Si stima che siano morti 86 bambini e che siano state uccise anche 214 persone legate alle forze governative da quando le autorità hanno represso duramente i disordini alla fine del mese scorso.
L’HRANA afferma che sta indagando su oltre 17.000 potenziali morti.
“Le diffuse interruzioni e blocchi di Internet sono rimasti uno dei principali strumenti del governo per limitare il flusso di informazioni e ridurre la capacità di organizzazione dei manifestanti”, si legge.

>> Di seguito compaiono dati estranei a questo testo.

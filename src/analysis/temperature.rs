//! Ambient temperature at grid exceedance hours.

use crate::analysis::peak::CombinedLoadPoint;
use crate::profile::weather::PriceTempSource;

/// Temperature statistics over exceedance hours.
#[derive(Debug, Clone, Copy)]
pub struct TemperatureStats {
    pub min_c: f64,
    pub max_c: f64,
    pub avg_c: f64,
    pub count: usize,
}

/// A 5 °C histogram band.
#[derive(Debug, Clone, Copy)]
pub struct TemperatureBand {
    /// Inclusive lower bound (°C).
    pub lower_c: f64,
    /// Exclusive upper bound (°C).
    pub upper_c: f64,
    pub count: usize,
}

/// Collects the ambient temperature of every flagged exceedance hour.
///
/// Hours without temperature data are skipped.
pub fn exceedance_temperatures(
    points: &[CombinedLoadPoint],
    temperatures: &dyn PriceTempSource,
) -> Vec<f64> {
    points
        .iter()
        .filter(|p| p.exceedance)
        .filter_map(|p| temperatures.temperature_c(p.timestamp))
        .collect()
}

/// Min/max/average over the collected temperatures.
///
/// Returns `None` when there were no exceedance hours; callers treat that as
/// a normal outcome, not an error.
pub fn temperature_stats(values: &[f64]) -> Option<TemperatureStats> {
    if values.is_empty() {
        return None;
    }
    let mut min_c = f64::INFINITY;
    let mut max_c = f64::NEG_INFINITY;
    let mut sum = 0.0;
    for &v in values {
        min_c = min_c.min(v);
        max_c = max_c.max(v);
        sum += v;
    }
    Some(TemperatureStats {
        min_c,
        max_c,
        avg_c: sum / values.len() as f64,
        count: values.len(),
    })
}

/// Distributes the temperatures over fixed 5 °C bands from -15 °C to 20 °C,
/// with a wide final band for warm outliers.
pub fn temperature_histogram(values: &[f64]) -> [TemperatureBand; 8] {
    let bounds = [
        (-15.0, -10.0),
        (-10.0, -5.0),
        (-5.0, 0.0),
        (0.0, 5.0),
        (5.0, 10.0),
        (10.0, 15.0),
        (15.0, 20.0),
        (20.0, 35.0),
    ];
    bounds.map(|(lower_c, upper_c)| TemperatureBand {
        lower_c,
        upper_c,
        count: values.iter().filter(|&&t| t >= lower_c && t < upper_c).count(),
    })
}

“Questa situazione ha effettivamente causato gravi interruzioni all’accesso dei cittadini alle informazioni, alla comunicazione con i familiari, ai servizi online e ai media indipendenti”.
Fonti governative affermano che il bilancio delle vittime ammonta a poco più di 3.000, di cui 2.427 tra civili e forze di sicurezza.
Hanno etichettato gli altri come “terroristi”.
In passato, la teocrazia iraniana ha sottostimato o non riportato le vittime dei disordini.
Quel bilancio delle vittime supera quello di qualsiasi altro episodio di protesta o disordini avvenuto negli ultimi decenni, e ricorda il caos che circondò la rivoluzione islamica iraniana del 1979.